● Problem
The material must be repeated exactly, with every line intact.

━━━ Dataset extract ━━━

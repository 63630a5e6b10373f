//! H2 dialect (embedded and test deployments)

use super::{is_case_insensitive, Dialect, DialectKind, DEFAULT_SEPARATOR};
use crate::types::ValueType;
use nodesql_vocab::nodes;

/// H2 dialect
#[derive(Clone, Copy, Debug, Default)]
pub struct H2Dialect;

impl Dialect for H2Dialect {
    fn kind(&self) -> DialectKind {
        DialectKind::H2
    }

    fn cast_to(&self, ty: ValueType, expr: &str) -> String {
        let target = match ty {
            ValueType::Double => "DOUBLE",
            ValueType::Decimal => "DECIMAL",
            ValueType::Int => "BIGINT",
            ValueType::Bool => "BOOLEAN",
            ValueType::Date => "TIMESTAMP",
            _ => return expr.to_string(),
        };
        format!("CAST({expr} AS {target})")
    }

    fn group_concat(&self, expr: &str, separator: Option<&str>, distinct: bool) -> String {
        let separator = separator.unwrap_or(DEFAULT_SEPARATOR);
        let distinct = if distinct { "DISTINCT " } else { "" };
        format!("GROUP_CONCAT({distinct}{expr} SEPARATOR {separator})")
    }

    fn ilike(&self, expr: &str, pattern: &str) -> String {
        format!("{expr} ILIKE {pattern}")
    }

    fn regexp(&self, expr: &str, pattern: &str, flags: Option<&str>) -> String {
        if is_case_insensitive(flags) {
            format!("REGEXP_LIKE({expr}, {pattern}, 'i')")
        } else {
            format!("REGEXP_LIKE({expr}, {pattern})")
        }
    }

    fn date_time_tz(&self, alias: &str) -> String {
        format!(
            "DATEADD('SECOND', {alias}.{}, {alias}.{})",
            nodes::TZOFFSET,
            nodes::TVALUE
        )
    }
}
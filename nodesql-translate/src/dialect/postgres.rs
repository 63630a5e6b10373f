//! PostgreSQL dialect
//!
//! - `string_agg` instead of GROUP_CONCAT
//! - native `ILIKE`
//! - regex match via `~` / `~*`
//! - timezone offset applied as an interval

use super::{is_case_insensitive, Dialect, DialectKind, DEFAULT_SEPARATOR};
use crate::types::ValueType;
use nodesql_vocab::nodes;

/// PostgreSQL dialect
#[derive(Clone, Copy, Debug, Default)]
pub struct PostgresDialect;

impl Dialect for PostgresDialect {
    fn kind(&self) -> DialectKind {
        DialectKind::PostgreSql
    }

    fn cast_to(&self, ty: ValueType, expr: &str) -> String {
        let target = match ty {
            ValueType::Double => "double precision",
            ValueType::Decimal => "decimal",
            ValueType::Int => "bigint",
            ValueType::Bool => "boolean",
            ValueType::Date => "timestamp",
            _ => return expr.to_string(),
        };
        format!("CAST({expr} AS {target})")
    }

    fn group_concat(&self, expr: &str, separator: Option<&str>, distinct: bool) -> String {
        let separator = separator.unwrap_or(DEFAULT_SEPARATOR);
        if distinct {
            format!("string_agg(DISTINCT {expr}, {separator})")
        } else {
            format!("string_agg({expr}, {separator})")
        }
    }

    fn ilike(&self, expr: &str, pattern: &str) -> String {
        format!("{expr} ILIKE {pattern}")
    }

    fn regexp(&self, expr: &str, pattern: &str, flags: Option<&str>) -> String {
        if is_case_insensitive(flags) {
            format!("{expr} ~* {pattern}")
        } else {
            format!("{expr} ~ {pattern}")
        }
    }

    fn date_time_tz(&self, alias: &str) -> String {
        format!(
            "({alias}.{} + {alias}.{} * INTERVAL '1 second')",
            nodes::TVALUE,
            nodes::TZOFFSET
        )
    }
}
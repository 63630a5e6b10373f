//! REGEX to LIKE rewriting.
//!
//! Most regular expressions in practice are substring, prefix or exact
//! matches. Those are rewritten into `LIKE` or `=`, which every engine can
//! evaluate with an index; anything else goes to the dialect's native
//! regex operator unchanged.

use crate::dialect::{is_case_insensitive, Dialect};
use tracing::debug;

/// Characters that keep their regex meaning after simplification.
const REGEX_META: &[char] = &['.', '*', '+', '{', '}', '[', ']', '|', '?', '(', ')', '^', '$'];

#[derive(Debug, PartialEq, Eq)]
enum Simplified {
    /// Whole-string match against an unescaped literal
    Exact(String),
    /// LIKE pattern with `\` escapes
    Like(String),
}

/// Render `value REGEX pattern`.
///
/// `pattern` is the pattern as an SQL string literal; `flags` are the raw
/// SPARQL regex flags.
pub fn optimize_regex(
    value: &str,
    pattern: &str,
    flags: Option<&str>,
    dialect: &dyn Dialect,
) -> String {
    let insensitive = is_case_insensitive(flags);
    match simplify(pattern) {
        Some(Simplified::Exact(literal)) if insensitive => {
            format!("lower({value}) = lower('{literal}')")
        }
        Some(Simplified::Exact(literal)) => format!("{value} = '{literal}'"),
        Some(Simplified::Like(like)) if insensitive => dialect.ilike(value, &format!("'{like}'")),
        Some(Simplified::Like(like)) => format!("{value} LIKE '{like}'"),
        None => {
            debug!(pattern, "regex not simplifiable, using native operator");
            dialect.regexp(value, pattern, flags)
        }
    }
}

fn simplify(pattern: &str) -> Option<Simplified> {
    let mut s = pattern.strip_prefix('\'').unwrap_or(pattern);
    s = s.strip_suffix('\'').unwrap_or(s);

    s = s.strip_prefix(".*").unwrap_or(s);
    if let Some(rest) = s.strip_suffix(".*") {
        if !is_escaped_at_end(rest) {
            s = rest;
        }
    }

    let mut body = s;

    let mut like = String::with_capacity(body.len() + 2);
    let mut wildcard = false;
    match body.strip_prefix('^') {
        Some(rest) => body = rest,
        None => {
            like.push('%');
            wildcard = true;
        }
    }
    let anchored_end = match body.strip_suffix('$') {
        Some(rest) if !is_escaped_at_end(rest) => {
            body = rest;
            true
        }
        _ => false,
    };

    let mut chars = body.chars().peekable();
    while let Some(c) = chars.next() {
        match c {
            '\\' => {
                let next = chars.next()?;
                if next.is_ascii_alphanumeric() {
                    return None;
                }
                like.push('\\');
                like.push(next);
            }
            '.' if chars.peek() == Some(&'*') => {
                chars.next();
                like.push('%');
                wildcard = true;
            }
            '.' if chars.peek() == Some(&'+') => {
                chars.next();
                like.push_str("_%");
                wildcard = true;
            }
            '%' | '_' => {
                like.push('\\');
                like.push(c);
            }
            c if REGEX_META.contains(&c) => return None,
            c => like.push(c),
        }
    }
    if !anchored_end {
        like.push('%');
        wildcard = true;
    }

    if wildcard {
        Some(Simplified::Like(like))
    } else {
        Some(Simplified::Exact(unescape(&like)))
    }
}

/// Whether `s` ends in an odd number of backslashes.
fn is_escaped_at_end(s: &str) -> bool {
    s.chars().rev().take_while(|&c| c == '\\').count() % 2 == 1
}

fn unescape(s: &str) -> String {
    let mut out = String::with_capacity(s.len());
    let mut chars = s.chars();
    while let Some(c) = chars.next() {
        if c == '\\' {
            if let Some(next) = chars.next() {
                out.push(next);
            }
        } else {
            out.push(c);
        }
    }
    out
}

━━━

● Answer space
repository 63630a5e6b10373f
//! H2 dialect (embedded and test deployments)

use super::{is_case_insensitive, Dialect, DialectKind, DEFAULT_SEPARATOR};
use crate::types::ValueType;
use nodesql_vocab::nodes;

/// H2 dialect
#[derive(Clone, Copy, Debug, Default)]
pub struct H2Dialect;

impl Dialect for H2Dialect {
    fn kind(&self) -> DialectKind {
        DialectKind::H2
    }

    fn cast_to(&self, ty: ValueType, expr: &str) -> String {
        let target = match ty {
            ValueType::Double => "DOUBLE",
            ValueType::Decimal => "DECIMAL",
            ValueType::Int => "BIGINT",
            ValueType::Bool => "BOOLEAN",
            ValueType::Date => "TIMESTAMP",
            _ => return expr.to_string(),
        };
        format!("CAST({expr} AS {target})")
    }

    fn group_concat(&self, expr: &str, separator: Option<&str>, distinct: bool) -> String {
        let separator = separator.unwrap_or(DEFAULT_SEPARATOR);
        let distinct = if distinct { "DISTINCT " } else { "" };
        format!("GROUP_CONCAT({distinct}{expr} SEPARATOR {separator})")
    }

    fn ilike(&self, expr: &str, pattern: &str) -> String {
        format!("{expr} ILIKE {pattern}")
    }

    fn regexp(&self, expr: &str, pattern: &str, flags: Option<&str>) -> String {
        if is_case_insensitive(flags) {
            format!("REGEXP_LIKE({expr}, {pattern}, 'i')")
        } else {
            format!("REGEXP_LIKE({expr}, {pattern})")
        }
    }

    fn date_time_tz(&self, alias: &str) -> String {
        format!(
            "DATEADD('SECOND', {alias}.{}, {alias}.{})",
            nodes::TZOFFSET,
            nodes::TVALUE
        )
    }
}
filename nodesql-translate/src/dialect/postgres.rs
repository 63630a5e6b10373f
//! PostgreSQL dialect
//!
//! - `string_agg` instead of GROUP_CONCAT
//! - native `ILIKE`
//! - regex match via `~` / `~*`
//! - timezone offset applied as an interval

use super::{is_case_insensitive, Dialect, DialectKind, DEFAULT_SEPARATOR};
use crate::types::ValueType;
use nodesql_vocab::nodes;

/// PostgreSQL dialect
#[derive(Clone, Copy, Debug, Default)]
pub struct PostgresDialect;

impl Dialect for PostgresDialect {
    fn kind(&self) -> DialectKind {
        DialectKind::PostgreSql
    }

    fn cast_to(&self, ty: ValueType, expr: &str) -> String {
        let target = match ty {
            ValueType::Double => "double precision",
            ValueType::Decimal => "decimal",
            ValueType::Int => "bigint",
            ValueType::Bool => "boolean",
            ValueType::Date => "timestamp",
            _ => return expr.to_string(),
        };
        format!("CAST({expr} AS {target})")
    }

    fn group_concat(&self, expr: &str, separator: Option<&str>, distinct: bool) -> String {
        let separator = separator.unwrap_or(DEFAULT_SEPARATOR);
        if distinct {
            format!("string_agg(DISTINCT {expr}, {separator})")
        } else {
            format!("string_agg({expr}, {separator})")
        }
    }

    fn ilike(&self, expr: &str, pattern: &str) -> String {
        format!("{expr} ILIKE {pattern}")
    }

    fn regexp(&self, expr: &str, pattern: &str, flags: Option<&str>) -> String {
        if is_case_insensitive(flags) {
            format!("{expr} ~* {pattern}")
        } else {
            format!("{expr} ~ {pattern}")
        }
    }

    fn date_time_tz(&self, alias: &str) -> String {
        format!(
            "({alias}.{} + {alias}.{} * INTERVAL '1 second')",
            nodes::TVALUE,
            nodes::TZOFFSET
        )
    }
}
repository 63630a5e6b10373f
//! REGEX to LIKE rewriting.
//!
//! Most regular expressions in practice are substring, prefix or exact
//! matches. Those are rewritten into `LIKE` or `=`, which every engine can
//! evaluate with an index; anything else goes to the dialect's native
//! regex operator unchanged.

use crate::dialect::{is_case_insensitive, Dialect};
use tracing::debug;

/// Characters that keep their regex meaning after simplification.
const REGEX_META: &[char] = &['.', '*', '+', '{', '}', '[', ']', '|', '?', '(', ')', '^', '$'];

#[derive(Debug, PartialEq, Eq)]
enum Simplified {
    /// Whole-string match against an unescaped literal
    Exact(String),
    /// LIKE pattern with `\` escapes
    Like(String),
}

/// Render `value REGEX pattern`.
///
/// `pattern` is the pattern as an SQL string literal; `flags` are the raw
/// SPARQL regex flags.
pub fn optimize_regex(
    value: &str,
    pattern: &str,
    flags: Option<&str>,
    dialect: &dyn Dialect,
) -> String {
    let insensitive = is_case_insensitive(flags);
    match simplify(pattern) {
        Some(Simplified::Exact(literal)) if insensitive => {
            format!("lower({value}) = lower('{literal}')")
        }
        Some(Simplified::Exact(literal)) => format!("{value} = '{literal}'"),
        Some(Simplified::Like(like)) if insensitive => dialect.ilike(value, &format!("'{like}'")),
        Some(Simplified::Like(like)) => format!("{value} LIKE '{like}'"),
        None => {
            debug!(pattern, "regex not simplifiable, using native operator");
            dialect.regexp(value, pattern, flags)
        }
    }
}

fn simplify(pattern: &str) -> Option<Simplified> {
    let mut s = pattern.strip_prefix('\'').unwrap_or(pattern);
    s = s.strip_suffix('\'').unwrap_or(s);

    s = s.strip_prefix(".*").unwrap_or(s);
    if let Some(rest) = s.strip_suffix(".*") {
        if !is_escaped_at_end(rest) {
            s = rest;
        }
    }

    let mut body = s;

    let mut like = String::with_capacity(body.len() + 2);
    let mut wildcard = false;
    match body.strip_prefix('^') {
        Some(rest) => body = rest,
        None => {
            like.push('%');
            wildcard = true;
        }
    }
    let anchored_end = match body.strip_suffix('$') {
        Some(rest) if !is_escaped_at_end(rest) => {
            body = rest;
            true
        }
        _ => false,
    };

    let mut chars = body.chars().peekable();
    while let Some(c) = chars.next() {
        match c {
            '\\' => {
                let next = chars.next()?;
                if next.is_ascii_alphanumeric() {
                    return None;
                }
                like.push('\\');
                like.push(next);
            }
            '.' if chars.peek() == Some(&'*') => {
                chars.next();
                like.push('%');
                wildcard = true;
            }
            '.' if chars.peek() == Some(&'+') => {
                chars.next();
                like.push_str("_%");
                wildcard = true;
            }
            '%' | '_' => {
                like.push('\\');
                like.push(c);
            }
            c if REGEX_META.contains(&c) => return None,
            c => like.push(c),
        }
    }
    if !anchored_end {
        like.push('%');
        wildcard = true;
    }

    if wildcard {
        Some(Simplified::Like(like))
    } else {
        Some(Simplified::Exact(unescape(&like)))
    }
}

/// Whether `s` ends in an odd number of backslashes.
fn is_escaped_at_end(s: &str) -> bool {
    s.chars().rev().take_while(|&c| c == '\\').count() % 2 == 1
}

fn unescape(s: &str) -> String {
    let mut out = String::with_capacity(s.len());
    let mut chars = s.chars();
    while let Some(c) = chars.next() {
        if c == '\\' {
            if let Some(next) = chars.next() {
                out.push(next);
            }
        } else {
            out.push(c);
        }
    }
    out
}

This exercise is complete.